New Arrival:
• Benjamin Franklin Butler: A Noisy, Fearless Life by Elizabeth D. Leonard (UNC Press, 2022).
Over the past decade or two, readers have encountered intensified scholarly conversation over how Civil War "political generals" (or, if you prefer, "politician-generals") should be defined and how we might reevaluate their value and performance, particularly in the context of the Union Army's war effort. Heavily involved in that discussion is reassessing a political general's contributions on and off the battlefield, and some scholars have argued that weighing one against the other can often result in a net positive. Heavily involved in this ongoing debate is the military and political career of Major General Benjamin Franklin Butler.

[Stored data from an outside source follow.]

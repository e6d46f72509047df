// SPDX-FileCopyrightText: 2026 Bruno Meilick
// SPDX-License-Identifier: LicenseRef-Flowdeck-FreeUse-NoCopy-NoDerivatives
//
// All rights reserved.
//
// This file is part of Flowdeck and is proprietary software.
// Unauthorized copying, modification, or distribution is prohibited.

//! Durable storage for flows.
//!
//! A flow is persisted as three independent records (`nodes`, `edges`, `next_node_id`).
//! [`FlowStorage`] reads and writes them synchronously; a [`PersistenceAdapter`] sits between the
//! graph store and the storage and decides when the write actually happens.

use std::io;
use std::path::PathBuf;
use std::sync::{Mutex, PoisonError};

use crate::model::{Edge, Node};

pub mod flow_folder;
pub mod memory;
pub mod write_queue;

pub use flow_folder::{FlowFolder, WriteDurability};
pub use memory::MemoryStorage;
pub use write_queue::WriteQueue;

/// Everything written after a commit.
#[derive(Debug, Clone, PartialEq, Default)]
pub struct PersistedFlow {
    pub nodes: Vec<Node>,
    pub edges: Vec<Edge>,
    pub next_node_id: u64,
}

/// The records found at startup. Each one may be missing independently.
#[derive(Debug, Clone, PartialEq, Default)]
pub struct LoadedFlow {
    pub nodes: Option<Vec<Node>>,
    pub edges: Option<Vec<Edge>>,
    pub next_node_id: Option<u64>,
}

impl From<PersistedFlow> for LoadedFlow {
    fn from(flow: PersistedFlow) -> Self {
        Self {
            nodes: Some(flow.nodes),
            edges: Some(flow.edges),
            next_node_id: Some(flow.next_node_id),
        }
    }
}

#[derive(Debug, thiserror::Error)]
pub enum StoreError {
    #[error("io error at {path:?}: {source}")]
    Io { path: PathBuf, source: io::Error },
    #[error("json error at {path:?}: {source}")]
    Json {
        path: PathBuf,
        source: serde_json::Error,
    },
    #[error("refusing to write through symlink at {path:?}")]
    SymlinkRefused { path: PathBuf },
    #[error("cannot start the flow writer thread: {source}")]
    WorkerSpawn { source: io::Error },
    #[error("storage unavailable: {reason}")]
    Unavailable { reason: String },
}

/// Synchronous key/value access to the three flow records.
pub trait FlowStorage: Send + Sync + 'static {
    fn load(&self) -> Result<LoadedFlow, StoreError>;
    fn save(&self, flow: &PersistedFlow) -> Result<(), StoreError>;
}

/// What the graph store talks to after every commit.
///
/// `persist` never blocks on storage errors; they are logged, and `flush` hands one back when the
/// newest write failed. Writes issued by one adapter are applied in commit order.
pub trait PersistenceAdapter: Send {
    fn load(&self) -> Result<LoadedFlow, StoreError>;
    fn persist(&self, flow: PersistedFlow);
    /// Blocks until every persisted flow has reached storage.
    fn flush(&self) -> Result<(), StoreError>;
}

/// Writes on the caller's thread before `persist` returns.
#[derive(Debug)]
pub struct DirectWrite<S> {
    storage: S,
    last_error: Mutex<Option<StoreError>>,
}

impl<S: FlowStorage> DirectWrite<S> {
    pub fn new(storage: S) -> Self {
        Self {
            storage,
            last_error: Mutex::new(None),
        }
    }

    pub fn storage(&self) -> &S {
        &self.storage
    }
}

impl<S: FlowStorage> PersistenceAdapter for DirectWrite<S> {
    fn load(&self) -> Result<LoadedFlow, StoreError> {
        self.storage.load()
    }

    fn persist(&self, flow: PersistedFlow) {
        let result = self.storage.save(&flow);
        let mut last_error = self.last_error.lock().unwrap_or_else(PoisonError::into_inner);
        match result {
            Ok(()) => {
                tracing::trace!(nodes = flow.nodes.len(), edges = flow.edges.len(), "flow written");
                // A full write supersedes earlier failures.
                *last_error = None;
            }
            Err(err) => {
                tracing::warn!(error = %err, "flow write failed");
                *last_error = Some(err);
            }
        }
    }

    fn flush(&self) -> Result<(), StoreError> {
        match self
            .last_error
            .lock()
            .unwrap_or_else(PoisonError::into_inner)
            .take()
        {
            Some(err) => Err(err),
            None => Ok(()),
        }
    }
}
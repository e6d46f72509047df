// SPDX-FileCopyrightText: 2026 Bruno Meilick
// SPDX-License-Identifier: LicenseRef-Flowdeck-FreeUse-NoCopy-NoDerivatives
//
// All rights reserved.
//
// This file is part of Flowdeck and is proprietary software.
// Unauthorized copying, modification, or distribution is prohibited.

use std::sync::{Arc, Condvar, Mutex, MutexGuard, PoisonError};
use std::thread::JoinHandle;

use super::{FlowStorage, LoadedFlow, PersistedFlow, PersistenceAdapter, StoreError};

#[derive(Debug, Default)]
struct WriteState {
    /// Newest flow not yet picked up by the worker. Older pending flows are replaced.
    pending: Option<PersistedFlow>,
    enqueued: u64,
    written: u64,
    last_error: Option<StoreError>,
    shutdown: bool,
}

#[derive(Debug, Default)]
struct WriteInner {
    state: Mutex<WriteState>,
    cv: Condvar,
}

impl WriteInner {
    fn lock(&self) -> MutexGuard<'_, WriteState> {
        self.state.lock().unwrap_or_else(PoisonError::into_inner)
    }

    fn wait<'a>(&self, guard: MutexGuard<'a, WriteState>) -> MutexGuard<'a, WriteState> {
        self.cv.wait(guard).unwrap_or_else(PoisonError::into_inner)
    }
}

/// Persists flows on a single background thread.
///
/// `persist` returns immediately. Every write is a whole flow, so a commit that arrives while an
/// earlier one is still waiting replaces it; storage only ever moves forward in commit order.
#[derive(Debug)]
pub struct WriteQueue<S: FlowStorage> {
    storage: Arc<S>,
    inner: Arc<WriteInner>,
    worker: Option<JoinHandle<()>>,
}

impl<S: FlowStorage> WriteQueue<S> {
    pub fn new(storage: S) -> Result<Self, StoreError> {
        let storage = Arc::new(storage);
        let inner = Arc::new(WriteInner::default());

        let worker = std::thread::Builder::new()
            .name("flowdeck-writer".to_owned())
            .spawn({
                let storage = storage.clone();
                let inner = inner.clone();
                move || run_worker(storage.as_ref(), &inner)
            })
            .map_err(|source| StoreError::WorkerSpawn { source })?;

        Ok(Self {
            storage,
            inner,
            worker: Some(worker),
        })
    }

    pub fn storage(&self) -> &S {
        &self.storage
    }
}

fn run_worker<S: FlowStorage>(storage: &S, inner: &WriteInner) {
    loop {
        let (flow, seq) = {
            let mut state = inner.lock();
            loop {
                if let Some(flow) = state.pending.take() {
                    break (flow, state.enqueued);
                }
                if state.shutdown {
                    return;
                }
                state = inner.wait(state);
            }
        };

        let result = storage.save(&flow);

        let mut state = inner.lock();
        state.written = seq;
        match result {
            Ok(()) => {
                tracing::trace!(seq, nodes = flow.nodes.len(), edges = flow.edges.len(), "flow written");
                state.last_error = None;
            }
            Err(err) => {
                tracing::warn!(seq, error = %err, "flow write failed");
                state.last_error = Some(err);
            }
        }
        inner.cv.notify_all();
    }
}

impl<S: FlowStorage> PersistenceAdapter for WriteQueue<S> {
    fn load(&self) -> Result<LoadedFlow, StoreError> {
        self.storage.load()
    }

    fn persist(&self, flow: PersistedFlow) {
        let mut state = self.inner.lock();
        if state.pending.replace(flow).is_some() {
            tracing::trace!(seq = state.enqueued, "coalesced pending flow write");
        }
        state.enqueued = state.enqueued.saturating_add(1);
        self.inner.cv.notify_all();
    }

    fn flush(&self) -> Result<(), StoreError> {
        let mut state = self.inner.lock();
        while state.written < state.enqueued {
            state = self.inner.wait(state);
        }
        match state.last_error.take() {
            Some(err) => Err(err),
            None => Ok(()),
        }
    }
}

impl<S: FlowStorage> Drop for WriteQueue<S> {
    fn drop(&mut self) {
        {
            let mut state = self.inner.lock();
            state.shutdown = true;
            self.inner.cv.notify_all();
        }
        if let Some(worker) = self.worker.take() {
            if worker.join().is_err() {
                tracing::error!("flow writer thread panicked");
            }
        }
    }
}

Butler's Civil War service as a Union Army volunteer general clearly had its ups and downs. Praised for his efficient work in maintaining lines of communication to the US capital in 1861, Butler's reputation took a bit of a dive after the embarrassing defeat at Big Bethel (which he did not oversee in person). This was followed by a string of successes along the North Carolina coast and in the Gulf, the most high-profile accomplishment being Butler's command of the army component of the triumphant 1862 New Orleans expedition. In late-1863 Butler returned to Virginia, and his leadership of the Army of the James was an overall failure. Preceded by one final fiasco off Fort Fisher in North Carolina, his career as a field commander finally came to an ignominious end in early 1865.
Though Butler's highly controversial military career is a major part of this study (three out of its eight chapters address the Civil War years), reevaluating that part of his life is not the principal guiding focus of Elizabeth Leonard's Benjamin Franklin Butler: A Noisy, Fearless Life. From the description: Leonard's biography "chronicles Butler's successful career in the law defending the rights of the Lowell Mill girls and other workers, his achievements as one of Abraham Lincoln's premier civilian generals, and his role in developing wartime policy in support of slavery's fugitives as the nation advanced toward emancipation." However, in the book's examination of Butler's life before, during, and after the Civil War, it is the last that gets the most attention of the three. Over the volume's latter chapters, Leonard "highlights Butler's personal and political evolution, revealing how his limited understanding of racism and the horrors of slavery transformed over time, leading him into a postwar role as one of the nation's foremost advocates for Black freedom and civil rights."
"(P)eeling away generations of previous assumptions and characterizations to provide a definitive life of a consequential man," is the goal of Leonard's "nuanced portrait" of "one of the most important and controversial military and political leaders of the Civil War and Reconstruction eras."